## Exercise prompt
The answer must consist of every line in the records below that contains the string "tracing".
*** Records shown ***
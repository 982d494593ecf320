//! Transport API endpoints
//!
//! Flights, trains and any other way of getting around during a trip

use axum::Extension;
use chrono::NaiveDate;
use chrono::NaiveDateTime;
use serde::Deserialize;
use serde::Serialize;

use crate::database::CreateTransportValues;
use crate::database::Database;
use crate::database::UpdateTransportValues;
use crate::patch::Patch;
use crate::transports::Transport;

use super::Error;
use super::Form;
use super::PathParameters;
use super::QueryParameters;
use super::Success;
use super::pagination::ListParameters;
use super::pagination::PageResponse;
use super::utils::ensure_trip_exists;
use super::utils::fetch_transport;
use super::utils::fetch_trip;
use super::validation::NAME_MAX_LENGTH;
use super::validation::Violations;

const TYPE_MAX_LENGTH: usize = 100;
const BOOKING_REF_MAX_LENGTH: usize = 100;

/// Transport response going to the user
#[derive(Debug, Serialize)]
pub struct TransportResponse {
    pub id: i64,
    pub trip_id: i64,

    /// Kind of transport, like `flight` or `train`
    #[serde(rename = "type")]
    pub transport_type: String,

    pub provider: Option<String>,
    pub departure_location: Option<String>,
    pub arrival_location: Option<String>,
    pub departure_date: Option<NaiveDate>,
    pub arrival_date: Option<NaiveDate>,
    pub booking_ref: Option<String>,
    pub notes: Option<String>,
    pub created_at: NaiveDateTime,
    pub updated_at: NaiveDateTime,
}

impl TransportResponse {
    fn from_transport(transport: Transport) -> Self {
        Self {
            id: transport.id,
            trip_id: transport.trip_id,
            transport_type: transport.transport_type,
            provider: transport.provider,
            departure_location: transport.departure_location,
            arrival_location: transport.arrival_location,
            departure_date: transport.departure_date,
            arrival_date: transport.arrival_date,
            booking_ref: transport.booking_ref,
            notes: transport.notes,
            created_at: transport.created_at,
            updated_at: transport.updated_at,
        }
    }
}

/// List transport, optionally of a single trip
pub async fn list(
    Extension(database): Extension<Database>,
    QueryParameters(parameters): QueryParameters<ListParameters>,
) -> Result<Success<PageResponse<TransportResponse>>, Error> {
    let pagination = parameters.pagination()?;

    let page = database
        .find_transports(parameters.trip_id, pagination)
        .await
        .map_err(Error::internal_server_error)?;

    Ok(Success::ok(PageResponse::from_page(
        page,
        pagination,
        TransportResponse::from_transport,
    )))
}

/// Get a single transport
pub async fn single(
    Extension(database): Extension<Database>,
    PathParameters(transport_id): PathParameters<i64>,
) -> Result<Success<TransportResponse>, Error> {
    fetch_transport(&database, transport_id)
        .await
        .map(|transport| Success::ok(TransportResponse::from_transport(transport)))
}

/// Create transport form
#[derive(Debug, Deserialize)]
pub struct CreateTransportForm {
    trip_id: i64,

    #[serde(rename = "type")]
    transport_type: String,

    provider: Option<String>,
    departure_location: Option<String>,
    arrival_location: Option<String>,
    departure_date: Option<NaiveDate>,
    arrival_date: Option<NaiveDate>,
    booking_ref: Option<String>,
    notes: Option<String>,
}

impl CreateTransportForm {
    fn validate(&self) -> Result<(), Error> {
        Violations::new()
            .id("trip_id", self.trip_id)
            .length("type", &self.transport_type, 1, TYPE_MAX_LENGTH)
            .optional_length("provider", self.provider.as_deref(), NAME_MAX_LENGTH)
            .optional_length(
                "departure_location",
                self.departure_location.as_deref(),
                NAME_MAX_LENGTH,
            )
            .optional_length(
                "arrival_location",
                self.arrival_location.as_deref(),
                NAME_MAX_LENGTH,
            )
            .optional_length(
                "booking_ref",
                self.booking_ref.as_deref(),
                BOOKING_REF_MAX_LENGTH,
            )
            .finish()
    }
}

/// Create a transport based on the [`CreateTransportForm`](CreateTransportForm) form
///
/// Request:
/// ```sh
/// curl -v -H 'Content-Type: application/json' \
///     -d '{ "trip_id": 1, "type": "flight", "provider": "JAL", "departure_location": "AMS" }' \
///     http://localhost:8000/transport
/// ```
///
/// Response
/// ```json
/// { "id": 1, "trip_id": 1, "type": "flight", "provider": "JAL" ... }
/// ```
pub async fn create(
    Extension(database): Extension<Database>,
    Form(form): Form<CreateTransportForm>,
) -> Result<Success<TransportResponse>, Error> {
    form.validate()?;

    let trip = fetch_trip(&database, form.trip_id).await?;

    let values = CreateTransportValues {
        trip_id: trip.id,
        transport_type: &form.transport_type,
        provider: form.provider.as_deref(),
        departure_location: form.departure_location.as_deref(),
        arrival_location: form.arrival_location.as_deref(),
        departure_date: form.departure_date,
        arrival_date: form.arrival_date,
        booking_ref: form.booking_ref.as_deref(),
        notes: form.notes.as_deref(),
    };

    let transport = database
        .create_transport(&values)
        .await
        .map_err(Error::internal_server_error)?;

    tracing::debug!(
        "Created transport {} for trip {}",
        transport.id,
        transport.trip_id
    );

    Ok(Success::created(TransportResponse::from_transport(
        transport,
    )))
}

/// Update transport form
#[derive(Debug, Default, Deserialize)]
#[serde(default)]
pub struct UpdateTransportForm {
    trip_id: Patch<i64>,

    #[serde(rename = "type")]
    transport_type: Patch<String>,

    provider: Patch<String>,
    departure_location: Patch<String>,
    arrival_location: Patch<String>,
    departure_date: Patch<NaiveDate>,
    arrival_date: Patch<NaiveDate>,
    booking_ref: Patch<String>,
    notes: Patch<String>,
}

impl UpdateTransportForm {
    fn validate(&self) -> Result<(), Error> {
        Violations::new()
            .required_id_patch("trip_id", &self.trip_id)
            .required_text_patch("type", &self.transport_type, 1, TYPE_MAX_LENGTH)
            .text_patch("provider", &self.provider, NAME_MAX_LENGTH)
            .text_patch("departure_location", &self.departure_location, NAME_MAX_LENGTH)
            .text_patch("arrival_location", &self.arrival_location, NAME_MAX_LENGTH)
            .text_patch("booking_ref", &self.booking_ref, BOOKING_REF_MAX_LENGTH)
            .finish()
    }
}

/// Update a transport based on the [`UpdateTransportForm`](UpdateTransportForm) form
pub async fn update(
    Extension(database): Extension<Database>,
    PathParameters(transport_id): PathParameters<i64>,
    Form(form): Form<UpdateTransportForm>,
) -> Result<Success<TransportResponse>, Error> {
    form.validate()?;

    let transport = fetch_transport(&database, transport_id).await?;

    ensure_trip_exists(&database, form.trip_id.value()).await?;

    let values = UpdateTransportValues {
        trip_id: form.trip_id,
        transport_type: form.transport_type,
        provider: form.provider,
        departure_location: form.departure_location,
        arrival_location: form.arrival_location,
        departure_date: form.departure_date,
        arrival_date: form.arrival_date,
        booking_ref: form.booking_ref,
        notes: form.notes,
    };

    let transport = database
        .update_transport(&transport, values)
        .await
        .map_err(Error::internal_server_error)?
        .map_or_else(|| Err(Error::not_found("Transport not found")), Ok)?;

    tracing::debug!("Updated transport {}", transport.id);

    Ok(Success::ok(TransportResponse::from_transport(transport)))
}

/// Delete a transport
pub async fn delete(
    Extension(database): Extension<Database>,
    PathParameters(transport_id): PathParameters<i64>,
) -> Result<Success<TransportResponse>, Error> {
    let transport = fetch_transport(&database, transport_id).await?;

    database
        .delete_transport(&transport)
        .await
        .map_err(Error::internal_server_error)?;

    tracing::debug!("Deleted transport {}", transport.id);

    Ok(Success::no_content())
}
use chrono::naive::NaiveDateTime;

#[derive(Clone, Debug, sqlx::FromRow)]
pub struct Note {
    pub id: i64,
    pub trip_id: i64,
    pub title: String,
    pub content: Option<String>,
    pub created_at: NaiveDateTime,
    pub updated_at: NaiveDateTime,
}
*** End of Records shown ***
## Exercise response
    tracing::debug!(
    tracing::debug!("Updated transport {}", transport.id);
    tracing::debug!("Deleted transport {}", transport.id);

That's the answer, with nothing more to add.